In-Plane Seismic Response of Masonry Walls through a Hybrid Continuum-Discrete Multiscale Model

Nonlinear static and dynamic analyses of walls through a multiscale numerical model for the in-plane mechanical behavior of masonry are presented. At the microscale, masonry is modelled by rigid blocks interacting through plane nonlinear deformable interfaces. These may represent actual mortar joints or virtual preferential fracture surfaces of the blocks (e.g., vertical surfaces crossing a block and connecting vertical joints in the brick rows above and below the considered one). Damage parameters control the interface transitions from a cohesive linear-elastic phase to an elastic-plastic one (modelling frictional sliding and contact) and then to a completely damaged one.

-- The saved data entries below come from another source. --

//! # Pricing Resolver
//!
//! The single place where unit prices are resolved and line/document totals
//! are computed. Every screen of the console delegates here; no call site
//! re-derives totals on its own.
//!
//! ## Resolution & Totals
//! ```text
//! ┌─────────────────────────────────────────────────────────────────────────┐
//! │                      Pricing Data Flow                                  │
//! │                                                                         │
//! │  Customer.customer_prices[product.id] ──┐                              │
//! │                                         ├─► resolve_unit_price         │
//! │  Product.price ─────────────────────────┘        │                     │
//! │                                                   ▼                     │
//! │  quantity, discount ────────────────────► price_line                   │
//! │                                                   │                     │
//! │            line_subtotal = qty × unit             │                     │
//! │            tax  = (line_subtotal − discount) × 10%                     │
//! │            total = line_subtotal − discount + tax                      │
//! │                                                   ▼                     │
//! │  all lines ─────────────────────────────► document_totals              │
//! │                                                                         │
//! │  Resolution happens FRESH on every line add/edit - never cached        │
//! │  across customer changes.                                               │
//! └─────────────────────────────────────────────────────────────────────────┘
//! ```

use serde::{Deserialize, Serialize};
use ts_rs::TS;
use uuid::Uuid;

use crate::document::LineItem;
use crate::error::{CoreError, CoreResult};
use crate::money::{Money, TaxRate};
use crate::types::{Customer, Product};
use crate::validation;
use crate::STANDARD_TAX_RATE;

// =============================================================================
// Unit Price Resolution
// =============================================================================

/// Resolves the unit price for a (customer, product) pair.
///
/// The customer's override price wins when one is configured for the
/// product; otherwise the product's standard price applies. Pure function -
/// call it fresh on every line add/edit.
///
/// ## Example
/// ```rust
/// # use atlas_core::money::Money;
/// # use atlas_core::pricing::resolve_unit_price;
/// # use atlas_core::types::{Customer, CustomerStatus, Product, ProductType};
/// # use std::collections::HashMap;
/// # use chrono::Utc;
/// # let mut customer = Customer {
/// #     id: "c-1".into(), name: "C".into(), email: None, phone: None,
/// #     address: None, credit_limit: Money::zero(), balance: Money::zero(),
/// #     status: CustomerStatus::Active, customer_prices: HashMap::new(),
/// #     created_at: Utc::now(), updated_at: Utc::now(),
/// # };
/// # let product = Product {
/// #     id: "p-1".into(), sku: "P1".into(), name: "P".into(), description: None,
/// #     product_type: ProductType::FinishedGood, category_id: None,
/// #     price: Money::from_cents(10000), cost: Money::zero(), uom: "pcs".into(),
/// #     reorder_level: 0, color_ids: vec![], has_lid: false, supplier_id: None,
/// #     active: true, created_at: Utc::now(), updated_at: Utc::now(),
/// # };
/// assert_eq!(resolve_unit_price(&customer, &product), Money::from_cents(10000));
/// customer.customer_prices.insert("p-1".into(), Money::from_cents(9000));
/// assert_eq!(resolve_unit_price(&customer, &product), Money::from_cents(9000));
/// ```
pub fn resolve_unit_price(customer: &Customer, product: &Product) -> Money {
    customer
        .price_override(&product.id)
        .unwrap_or(product.price)
}

// =============================================================================
// Line Totals
// =============================================================================

/// Computed amounts for one line item.
#[derive(Debug, Clone, Copy, PartialEq, Eq)]
pub struct LineAmounts {
    /// quantity × unit price, before discount and tax.
    pub line_subtotal: Money,
    /// (line_subtotal − discount) × tax rate.
    pub tax: Money,
    /// line_subtotal − discount + tax.
    pub total: Money,
}

/// Prices one line.
///
/// ## Rules
/// - quantity must be strictly positive
/// - unit price must be non-negative
/// - discount must be non-negative and must not exceed the line subtotal
///   (a larger discount would yield negative tax)
///
/// Violations are rejected with a validation error - never silently clamped.
pub fn price_line(
    quantity: i64,
    unit_price: Money,
    discount: Money,
    rate: TaxRate,
) -> CoreResult<LineAmounts> {
    validation::validate_quantity(quantity)?;
    validation::validate_unit_price(unit_price)?;

    let line_subtotal = unit_price.multiply_quantity(quantity);
    validation::validate_discount(discount, line_subtotal)?;

    let tax = (line_subtotal - discount).calculate_tax(rate);
    let total = line_subtotal - discount + tax;

    Ok(LineAmounts {
        line_subtotal,
        tax,
        total,
    })
}

// =============================================================================
// Document Totals
// =============================================================================

/// Aggregate totals of a document.
///
/// Always derived from the line items, never hand-edited. Recompute on
/// every line change.
#[derive(Debug, Clone, Copy, PartialEq, Eq, Default, Serialize, Deserialize, TS)]
#[ts(export)]
#[serde(rename_all = "camelCase")]
pub struct DocumentTotals {
    #[ts(as = "String")]
    pub subtotal: Money,
    #[ts(as = "String")]
    pub discount: Money,
    #[ts(as = "String")]
    pub tax: Money,
    #[ts(as = "String")]
    pub total: Money,
}

/// Computes document totals as a fold over the line items.
///
/// The empty set of lines yields all-zero totals.
///
/// ## Invariant
/// `total == subtotal − discount + tax` holds by construction.
pub fn document_totals(items: &[LineItem]) -> DocumentTotals {
    let mut totals = DocumentTotals::default();

    for item in items {
        totals.subtotal += item.line_subtotal();
        totals.discount += item.discount;
        totals.tax += item.tax;
    }

    totals.total = totals.subtotal - totals.discount + totals.tax;
    totals
}

// =============================================================================
// Line Item Construction
// =============================================================================

/// Builds a fully priced line item for a document being authored.
///
/// This is the one composition point every screen goes through: it
/// resolves the unit price (customer override first), prices the line at
/// the standard tax rate, and freezes the product snapshot.
///
/// ## Errors
/// - [`CoreError::StaleReference`] when the customer or product was
///   deactivated since the last fetch
/// - Validation errors for bad quantity/discount, or a color the product
///   doesn't offer
pub fn build_line_item(
    customer: &Customer,
    product: &Product,
    quantity: i64,
    discount: Money,
    color_id: Option<String>,
) -> CoreResult<LineItem> {
    if !customer.selectable() {
        return Err(CoreError::stale("Customer", customer.id.clone()));
    }
    if !product.selectable() {
        return Err(CoreError::stale("Product", product.id.clone()));
    }

    if let Some(ref color) = color_id {
        if !product.allows_color(color) {
            return Err(crate::error::ValidationError::NotAllowed {
                field: "color",
                value: color.clone(),
            }
            .into());
        }
    }

    let unit_price = resolve_unit_price(customer, product);
    let amounts = price_line(quantity, unit_price, discount, STANDARD_TAX_RATE)?;

    Ok(LineItem {
        line_id: Uuid::new_v4().to_string(),
        product_id: product.id.clone(),
        sku: product.sku.clone(),
        name: product.name.clone(),
        color_id,
        quantity,
        unit_price,
        discount,
        tax: amounts.tax,
        line_total: amounts.total,
    })
}

// =============================================================================
// Unit Tests
// =============================================================================

#[cfg(test)]
mod tests {
    use super::*;
    use crate::types::CustomerStatus;
    use chrono::Utc;
    use std::collections::HashMap;

    fn product(id: &str, price_cents: i64) -> Product {
        Product {
            id: id.to_string(),
            sku: format!("SKU-{}", id),
            name: format!("Product {}", id),
            description: None,
            product_type: crate::types::ProductType::FinishedGood,
            category_id: None,
            price: Money::from_cents(price_cents),
            cost: Money::zero(),
            uom: "pcs".to_string(),
            reorder_level: 0,
            color_ids: Vec::new(),
            has_lid: false,
            supplier_id: None,
            active: true,
            created_at: Utc::now(),
            updated_at: Utc::now(),
        }
    }

    fn customer(id: &str) -> Customer {
        Customer {
            id: id.to_string(),
            name: format!("Customer {}", id),
            email: None,
            phone: None,
            address: None,
            credit_limit: Money::zero(),
            balance: Money::zero(),
            status: CustomerStatus::Active,
            customer_prices: HashMap::new(),
            created_at: Utc::now(),
            updated_at: Utc::now(),
        }
    }

    #[test]
    fn test_override_price_wins_regardless_of_quantity() {
        let mut c = customer("c-1");
        let p = product("p-1", 10000); // standard $100.00
        c.customer_prices
            .insert("p-1".to_string(), Money::from_cents(9000));

        assert_eq!(resolve_unit_price(&c, &p), Money::from_cents(9000));

        // the override applies per unit, for every quantity
        for qty in [1, 3, 250] {
            let line = build_line_item(&c, &p, qty, Money::zero(), None).unwrap();
            assert_eq!(line.unit_price, Money::from_cents(9000));
            assert_eq!(line.line_subtotal(), Money::from_cents(9000 * qty));
        }
    }

    #[test]
    fn test_standard_price_when_no_override() {
        let c = customer("c-1");
        let p = product("p-1", 10000);
        assert_eq!(resolve_unit_price(&c, &p), Money::from_cents(10000));
    }

    #[test]
    fn test_reference_scenario_customer_price_line() {
        // Customer price 90, standard 100, qty 3, discount 10:
        // lineSubtotal = 270, tax = (270 − 10) × 10% = 26, total = 286
        let mut c = customer("c-1");
        let p = product("p-1", 10000);
        c.customer_prices
            .insert("p-1".to_string(), Money::from_cents(9000));

        let line = build_line_item(&c, &p, 3, Money::from_cents(1000), None).unwrap();
        assert_eq!(line.line_subtotal(), Money::from_cents(27000));
        assert_eq!(line.tax, Money::from_cents(2600));
        assert_eq!(line.line_total, Money::from_cents(28600));
    }

    #[test]
    fn test_price_line_rejects_bad_input() {
        let price = Money::from_cents(1000);

        assert!(price_line(0, price, Money::zero(), STANDARD_TAX_RATE).is_err());
        assert!(price_line(-2, price, Money::zero(), STANDARD_TAX_RATE).is_err());
        assert!(price_line(1, Money::from_cents(-1), Money::zero(), STANDARD_TAX_RATE).is_err());
        // discount > line subtotal would yield negative tax
        assert!(price_line(1, price, Money::from_cents(1001), STANDARD_TAX_RATE).is_err());
        // discount == subtotal is fine (tax 0, total 0)
        let amounts = price_line(1, price, Money::from_cents(1000), STANDARD_TAX_RATE).unwrap();
        assert_eq!(amounts.total, Money::zero());
    }

    #[test]
    fn test_document_totals_invariant() {
        let c = customer("c-1");
        let p1 = product("p-1", 9000);
        let p2 = product("p-2", 2500);

        let items = vec![
            build_line_item(&c, &p1, 3, Money::from_cents(1000), None).unwrap(),
            build_line_item(&c, &p2, 2, Money::zero(), None).unwrap(),
        ];

        let totals = document_totals(&items);
        assert_eq!(totals.subtotal, Money::from_cents(27000 + 5000));
        assert_eq!(totals.discount, Money::from_cents(1000));
        assert_eq!(totals.tax, Money::from_cents(2600 + 500));
        assert_eq!(
            totals.total,
            totals.subtotal - totals.discount + totals.tax
        );
    }

    #[test]
    fn test_document_totals_empty() {
        let totals = document_totals(&[]);
        assert_eq!(totals, DocumentTotals::default());
        assert_eq!(totals.total, Money::zero());
    }

    #[test]
    fn test_build_line_item_rejects_stale_references() {
        let mut c = customer("c-1");
        let mut p = product("p-1", 1000);

        c.status = CustomerStatus::Inactive;
        assert!(matches!(
            build_line_item(&c, &p, 1, Money::zero(), None),
            Err(CoreError::StaleReference { entity: "Customer", .. })
        ));

        c.status = CustomerStatus::Active;
        p.active = false;
        assert!(matches!(
            build_line_item(&c, &p, 1, Money::zero(), None),
            Err(CoreError::StaleReference { entity: "Product", .. })
        ));
    }

    #[test]
    fn test_build_line_item_rejects_unknown_color() {
        let c = customer("c-1");
        let mut p = product("p-1", 1000);
        p.color_ids.push("col-red".to_string());

        let ok = build_line_item(&c, &p, 1, Money::zero(), Some("col-red".to_string()));
        assert!(ok.is_ok());

        let bad = build_line_item(&c, &p, 1, Money::zero(), Some("col-blue".to_string()));
        assert!(matches!(bad, Err(CoreError::Validation(_))));
    }
}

At the panel scale, the material is treated as a finite-element discretized Cauchy continuum, homogenizing the periodic microstructure. The model allows reproducing the main anisotropic nonlinear behaviors of masonry by standard finite element simulations at a reasonable computational cost. With respect to more traditional phenomenological nonlinear models, a more direct use of experimental data for the quantification of the model parameters is possible. Moreover, these parameters are fewer in number, since part of the complexity of the material is represented in the explicitly modelled microstructural geometry. Some examples on masonry walls and triumph-arches are used to show the feature of the model.